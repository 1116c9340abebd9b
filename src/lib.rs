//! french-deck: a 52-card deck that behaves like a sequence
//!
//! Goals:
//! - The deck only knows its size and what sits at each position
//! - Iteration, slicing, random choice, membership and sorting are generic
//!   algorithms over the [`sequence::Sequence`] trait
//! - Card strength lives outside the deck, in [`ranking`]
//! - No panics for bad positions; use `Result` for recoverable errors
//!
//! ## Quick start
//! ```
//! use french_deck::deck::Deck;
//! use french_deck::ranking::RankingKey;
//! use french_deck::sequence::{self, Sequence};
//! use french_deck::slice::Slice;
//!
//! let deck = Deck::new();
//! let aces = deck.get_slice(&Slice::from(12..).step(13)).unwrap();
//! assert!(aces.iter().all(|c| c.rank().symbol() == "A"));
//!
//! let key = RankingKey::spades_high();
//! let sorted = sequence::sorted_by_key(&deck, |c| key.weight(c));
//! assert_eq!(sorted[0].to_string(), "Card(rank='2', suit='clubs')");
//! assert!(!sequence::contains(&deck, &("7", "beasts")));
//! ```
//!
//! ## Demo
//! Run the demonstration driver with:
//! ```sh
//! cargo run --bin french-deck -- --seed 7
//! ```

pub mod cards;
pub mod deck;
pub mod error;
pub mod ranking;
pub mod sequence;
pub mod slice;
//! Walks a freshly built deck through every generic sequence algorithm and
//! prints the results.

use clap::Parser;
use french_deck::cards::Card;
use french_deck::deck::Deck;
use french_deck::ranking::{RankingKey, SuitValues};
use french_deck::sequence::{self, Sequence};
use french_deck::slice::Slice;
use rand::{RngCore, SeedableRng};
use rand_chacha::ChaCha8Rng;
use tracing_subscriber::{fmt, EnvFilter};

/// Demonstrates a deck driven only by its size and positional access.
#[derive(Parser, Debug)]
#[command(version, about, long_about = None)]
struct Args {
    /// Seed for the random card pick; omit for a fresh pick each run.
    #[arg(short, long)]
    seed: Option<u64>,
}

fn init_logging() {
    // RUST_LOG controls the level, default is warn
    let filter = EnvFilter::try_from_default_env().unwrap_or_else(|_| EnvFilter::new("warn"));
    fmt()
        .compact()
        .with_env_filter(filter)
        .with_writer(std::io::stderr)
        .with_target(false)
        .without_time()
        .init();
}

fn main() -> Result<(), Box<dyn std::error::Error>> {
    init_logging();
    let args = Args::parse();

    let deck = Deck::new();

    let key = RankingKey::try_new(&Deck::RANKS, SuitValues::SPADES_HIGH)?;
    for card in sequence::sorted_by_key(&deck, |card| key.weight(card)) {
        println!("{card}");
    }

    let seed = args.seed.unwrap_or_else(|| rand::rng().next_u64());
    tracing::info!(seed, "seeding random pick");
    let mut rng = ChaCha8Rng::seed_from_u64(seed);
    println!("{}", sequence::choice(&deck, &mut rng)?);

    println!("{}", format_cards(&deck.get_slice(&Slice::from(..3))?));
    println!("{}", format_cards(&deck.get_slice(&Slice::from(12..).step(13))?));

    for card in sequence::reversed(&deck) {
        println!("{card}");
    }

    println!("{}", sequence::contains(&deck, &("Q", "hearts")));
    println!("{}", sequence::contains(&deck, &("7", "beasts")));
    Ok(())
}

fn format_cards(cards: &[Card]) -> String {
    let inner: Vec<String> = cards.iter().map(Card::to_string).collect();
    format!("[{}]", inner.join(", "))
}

==*==

When the line with "#[derive(Parser, Debug)]" is reached in the data above, begin copying, and stop after the line with "for card in sequence::sorted_by_key(&deck, |card|"; copy each line exactly, both ends included.

#[derive(Parser, Debug)]
#[command(version, about, long_about = None)]
struct Args {
    /// Seed for the random card pick; omit for a fresh pick each run.
    #[arg(short, long)]
    seed: Option<u64>,
}

fn init_logging() {
    // RUST_LOG controls the level, default is warn
    let filter = EnvFilter::try_from_default_env().unwrap_or_else(|_| EnvFilter::new("warn"));
    fmt()
        .compact()
        .with_env_filter(filter)
        .with_writer(std::io::stderr)
        .with_target(false)
        .without_time()
        .init();
}

fn main() -> Result<(), Box<dyn std::error::Error>> {
    init_logging();
    let args = Args::parse();

    let deck = Deck::new();

    let key = RankingKey::try_new(&Deck::RANKS, SuitValues::SPADES_HIGH)?;
    for card in sequence::sorted_by_key(&deck, |card| key.weight(card)) {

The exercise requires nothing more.